*** Opening Exercise data ***

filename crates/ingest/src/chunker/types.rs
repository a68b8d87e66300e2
//! Chunk configuration and validation errors.

use thiserror::Error;

/// Parameters for [`split`](super::split). Sizes are in characters.
#[derive(Debug, Clone, Copy, PartialEq, Eq)]
pub struct ChunkConfig {
    /// Maximum characters per chunk (default: 500).
    pub chunk_size: usize,
    /// Characters repeated at the start of the next chunk (default: 50).
    pub overlap: usize,
}

impl Default for ChunkConfig {
    fn default() -> Self {
        Self {
            chunk_size: 500,
            overlap: 50,
        }
    }
}

impl ChunkConfig {
    pub fn new(chunk_size: usize, overlap: usize) -> Self {
        Self { chunk_size, overlap }
    }

    pub fn validate(&self) -> Result<(), ChunkError> {
        if self.chunk_size == 0 {
            return Err(ChunkError::ZeroChunkSize);
        }
        if self.overlap >= self.chunk_size {
            return Err(ChunkError::OverlapTooLarge {
                overlap: self.overlap,
                chunk_size: self.chunk_size,
            });
        }
        Ok(())
    }
}

#[derive(Debug, Clone, PartialEq, Eq, Error)]
pub enum ChunkError {
    #[error("chunk_size must be greater than zero")]
    ZeroChunkSize,

    #[error("chunk_overlap ({overlap}) must be smaller than chunk_size ({chunk_size})")]
    OverlapTooLarge { overlap: usize, chunk_size: usize },
}
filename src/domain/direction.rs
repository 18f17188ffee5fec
//! Compass labels used in the 最大風向 column, mapped to bearings (北 = 0°, clockwise).

const STEP_DEGREES: f64 = 22.5;

/// The sixteen points, starting at north and going clockwise.
pub const COMPASS_POINTS: [&str; 16] = [
    "北", "北北東", "北東", "東北東", "東", "東南東", "南東", "南南東", "南", "南南西", "南西",
    "西南西", "西", "西北西", "北西", "北北西",
];

/// Returns `None` for anything that is not one of the sixteen exact labels
/// (calm, missing-value marks, whitespace-padded text).
pub fn bearing_for(label: &str) -> Option<f64> {
    COMPASS_POINTS
        .iter()
        .position(|point| *point == label)
        .map(|index| index as f64 * STEP_DEGREES)
}
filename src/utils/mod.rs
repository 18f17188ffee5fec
pub mod error;
pub mod logger;
pub mod monitor;
pub mod validation;
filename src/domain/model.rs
use chrono::{Datelike, Months, NaiveDate};
use std::fmt;

/// Column names written as the first line of the CSV output.
pub const CSV_HEADER: [&str; 12] = [
    "日時",
    "現地気圧",
    "海面気圧",
    "降水量",
    "平均気温",
    "最高気温",
    "最低気温",
    "湿度",
    "平均風速",
    "最大風速",
    "最大風向",
    "日照時間",
];

/// Inclusive start / exclusive end of the months to scrape.
#[derive(Debug, Clone, Copy, PartialEq, Eq)]
pub struct DateRange {
    pub start: NaiveDate,
    pub end: NaiveDate,
}

impl DateRange {
    pub fn new(start: NaiveDate, end: NaiveDate) -> Self {
        Self { start, end }
    }

}

/// One month after `date`, clamped to the last day of a short month.
///
/// Stepping again from a clamped date keeps the clamped day, so 01-31 goes to 02-29
/// and then to 03-29.
pub fn next_month(date: NaiveDate) -> Option<NaiveDate> {
    date.checked_add_months(Months::new(1))
}

/// One month page on the observation site.
#[derive(Debug, Clone, Copy, PartialEq, Eq, PartialOrd, Ord, Hash)]
pub struct PageKey {
    pub year: i32,
    pub month: u32,
}

impl PageKey {
    pub fn new(year: i32, month: u32) -> Self {
        Self { year, month }
    }
}

impl From<NaiveDate> for PageKey {
    fn from(date: NaiveDate) -> Self {
        Self::new(date.year(), date.month())
    }
}

impl fmt::Display for PageKey {
    fn fmt(&self, f: &mut fmt::Formatter<'_>) -> fmt::Result {
        write!(f, "{}-{:02}", self.year, self.month)
    }
}

/// A `<tr>` as cell texts; `None` is a cell without any text.
#[derive(Debug, Clone, Default, PartialEq, Eq)]
pub struct RawTableRow {
    pub cells: Vec<Option<String>>,
}

impl RawTableRow {
    pub fn new(cells: Vec<Option<String>>) -> Self {
        Self { cells }
    }

    pub fn from_texts<I, S>(texts: I) -> Self
    where
        I: IntoIterator<Item = S>,
        S: Into<String>,
    {
        let cells = texts
            .into_iter()
            .map(|t| {
                let t = t.into();
                if t.is_empty() {
                    None
                } else {
                    Some(t)
                }
            })
            .collect();
        Self { cells }
    }

    pub fn cell(&self, index: usize) -> Option<&str> {
        self.cells.get(index).and_then(|c| c.as_deref())
    }

    pub fn len(&self) -> usize {
        self.cells.len()
    }

    pub fn is_empty(&self) -> bool {
        self.cells.is_empty()
    }
}

/// All rows of the daily observation table from one page, in document order.
#[derive(Debug, Clone, Default, PartialEq, Eq)]
pub struct RawTable {
    pub rows: Vec<RawTableRow>,
}

impl RawTable {
    pub fn new(rows: Vec<RawTableRow>) -> Self {
        Self { rows }
    }
}

#[derive(Debug, Clone, PartialEq)]
pub struct WeatherRecord {
    pub date: NaiveDate,
    pub local_pressure: String,
    pub sea_level_pressure: String,
    pub precipitation: String,
    pub mean_temperature: String,
    pub max_temperature: String,
    pub min_temperature: String,
    pub humidity: String,
    pub mean_wind_speed: String,
    pub max_wind_speed: String,
    pub max_wind_direction: f64,
    pub sunshine_duration: String,
}

impl WeatherRecord {
    /// Fields in `CSV_HEADER` order.
    pub fn to_fields(&self) -> [String; 12] {
        [
            self.date.format("%Y-%m-%d").to_string(),
            self.local_pressure.clone(),
            self.sea_level_pressure.clone(),
            self.precipitation.clone(),
            self.mean_temperature.clone(),
            self.max_temperature.clone(),
            self.min_temperature.clone(),
            self.humidity.clone(),
            self.mean_wind_speed.clone(),
            self.max_wind_speed.clone(),
            self.max_wind_direction.to_string(),
            self.sunshine_duration.clone(),
        ]
    }
}

#[derive(Debug, Clone)]
pub struct TransformResult {
    pub records: Vec<WeatherRecord>,
    pub csv_output: Vec<u8>,
}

*** Closing Exercise data ***

◆ **Try it**
Each of the records should be written out precisely as given.

◆ **Answer box**
filename crates/ingest/src/chunker/types.rs
repository a68b8d87e66300e2
//! Chunk configuration and validation errors.

use thiserror::Error;

/// Parameters for [`split`](super::split). Sizes are in characters.
#[derive(Debug, Clone, Copy, PartialEq, Eq)]
pub struct ChunkConfig {
    /// Maximum characters per chunk (default: 500).
    pub chunk_size: usize,
    /// Characters repeated at the start of the next chunk (default: 50).
    pub overlap: usize,
}

impl Default for ChunkConfig {
    fn default() -> Self {
        Self {
            chunk_size: 500,
            overlap: 50,
        }
    }
}

impl ChunkConfig {
    pub fn new(chunk_size: usize, overlap: usize) -> Self {
        Self { chunk_size, overlap }
    }

    pub fn validate(&self) -> Result<(), ChunkError> {
        if self.chunk_size == 0 {
            return Err(ChunkError::ZeroChunkSize);
        }
        if self.overlap >= self.chunk_size {
            return Err(ChunkError::OverlapTooLarge {
                overlap: self.overlap,
                chunk_size: self.chunk_size,
            });
        }
        Ok(())
    }
}

#[derive(Debug, Clone, PartialEq, Eq, Error)]
pub enum ChunkError {
    #[error("chunk_size must be greater than zero")]
    ZeroChunkSize,

    #[error("chunk_overlap ({overlap}) must be smaller than chunk_size ({chunk_size})")]
    OverlapTooLarge { overlap: usize, chunk_size: usize },
}
filename src/domain/direction.rs
repository 18f17188ffee5fec
//! Compass labels used in the 最大風向 column, mapped to bearings (北 = 0°, clockwise).

const STEP_DEGREES: f64 = 22.5;

/// The sixteen points, starting at north and going clockwise.
pub const COMPASS_POINTS: [&str; 16] = [
    "北", "北北東", "北東", "東北東", "東", "東南東", "南東", "南南東", "南", "南南西", "南西",
    "西南西", "西", "西北西", "北西", "北北西",
];

/// Returns `None` for anything that is not one of the sixteen exact labels
/// (calm, missing-value marks, whitespace-padded text).
pub fn bearing_for(label: &str) -> Option<f64> {
    COMPASS_POINTS
        .iter()
        .position(|point| *point == label)
        .map(|index| index as f64 * STEP_DEGREES)
}
filename src/utils/mod.rs
repository 18f17188ffee5fec
pub mod error;
pub mod logger;
pub mod monitor;
pub mod validation;
filename src/domain/model.rs
use chrono::{Datelike, Months, NaiveDate};
use std::fmt;

/// Column names written as the first line of the CSV output.
pub const CSV_HEADER: [&str; 12] = [
    "日時",
    "現地気圧",
    "海面気圧",
    "降水量",
    "平均気温",
    "最高気温",
    "最低気温",
    "湿度",
    "平均風速",
    "最大風速",
    "最大風向",
    "日照時間",
];

/// Inclusive start / exclusive end of the months to scrape.
#[derive(Debug, Clone, Copy, PartialEq, Eq)]
pub struct DateRange {
    pub start: NaiveDate,
    pub end: NaiveDate,
}

impl DateRange {
    pub fn new(start: NaiveDate, end: NaiveDate) -> Self {
        Self { start, end }
    }

}

/// One month after `date`, clamped to the last day of a short month.
///
/// Stepping again from a clamped date keeps the clamped day, so 01-31 goes to 02-29
/// and then to 03-29.
pub fn next_month(date: NaiveDate) -> Option<NaiveDate> {
    date.checked_add_months(Months::new(1))
}

/// One month page on the observation site.
#[derive(Debug, Clone, Copy, PartialEq, Eq, PartialOrd, Ord, Hash)]
pub struct PageKey {
    pub year: i32,
    pub month: u32,
}

impl PageKey {
    pub fn new(year: i32, month: u32) -> Self {
        Self { year, month }
    }
}

impl From<NaiveDate> for PageKey {
    fn from(date: NaiveDate) -> Self {
        Self::new(date.year(), date.month())
    }
}

impl fmt::Display for PageKey {
    fn fmt(&self, f: &mut fmt::Formatter<'_>) -> fmt::Result {
        write!(f, "{}-{:02}", self.year, self.month)
    }
}

/// A `<tr>` as cell texts; `None` is a cell without any text.
#[derive(Debug, Clone, Default, PartialEq, Eq)]
pub struct RawTableRow {
    pub cells: Vec<Option<String>>,
}

impl RawTableRow {
    pub fn new(cells: Vec<Option<String>>) -> Self {
        Self { cells }
    }

    pub fn from_texts<I, S>(texts: I) -> Self
    where
        I: IntoIterator<Item = S>,
        S: Into<String>,
    {
        let cells = texts
            .into_iter()
            .map(|t| {
                let t = t.into();
                if t.is_empty() {
                    None
                } else {
                    Some(t)
                }
            })
            .collect();
        Self { cells }
    }

    pub fn cell(&self, index: usize) -> Option<&str> {
        self.cells.get(index).and_then(|c| c.as_deref())
    }

    pub fn len(&self) -> usize {
        self.cells.len()
    }

    pub fn is_empty(&self) -> bool {
        self.cells.is_empty()
    }
}

/// All rows of the daily observation table from one page, in document order.
#[derive(Debug, Clone, Default, PartialEq, Eq)]
pub struct RawTable {
    pub rows: Vec<RawTableRow>,
}

impl RawTable {
    pub fn new(rows: Vec<RawTableRow>) -> Self {
        Self { rows }
    }
}

#[derive(Debug, Clone, PartialEq)]
pub struct WeatherRecord {
    pub date: NaiveDate,
    pub local_pressure: String,
    pub sea_level_pressure: String,
    pub precipitation: String,
    pub mean_temperature: String,
    pub max_temperature: String,
    pub min_temperature: String,
    pub humidity: String,
    pub mean_wind_speed: String,
    pub max_wind_speed: String,
    pub max_wind_direction: f64,
    pub sunshine_duration: String,
}

impl WeatherRecord {
    /// Fields in `CSV_HEADER` order.
    pub fn to_fields(&self) -> [String; 12] {
        [
            self.date.format("%Y-%m-%d").to_string(),
            self.local_pressure.clone(),
            self.sea_level_pressure.clone(),
            self.precipitation.clone(),
            self.mean_temperature.clone(),
            self.max_temperature.clone(),
            self.min_temperature.clone(),
            self.humidity.clone(),
            self.mean_wind_speed.clone(),
            self.max_wind_speed.clone(),
            self.max_wind_direction.to_string(),
            self.sunshine_duration.clone(),
        ]
    }
}

#[derive(Debug, Clone)]
pub struct TransformResult {
    pub records: Vec<WeatherRecord>,
    pub csv_output: Vec<u8>,
}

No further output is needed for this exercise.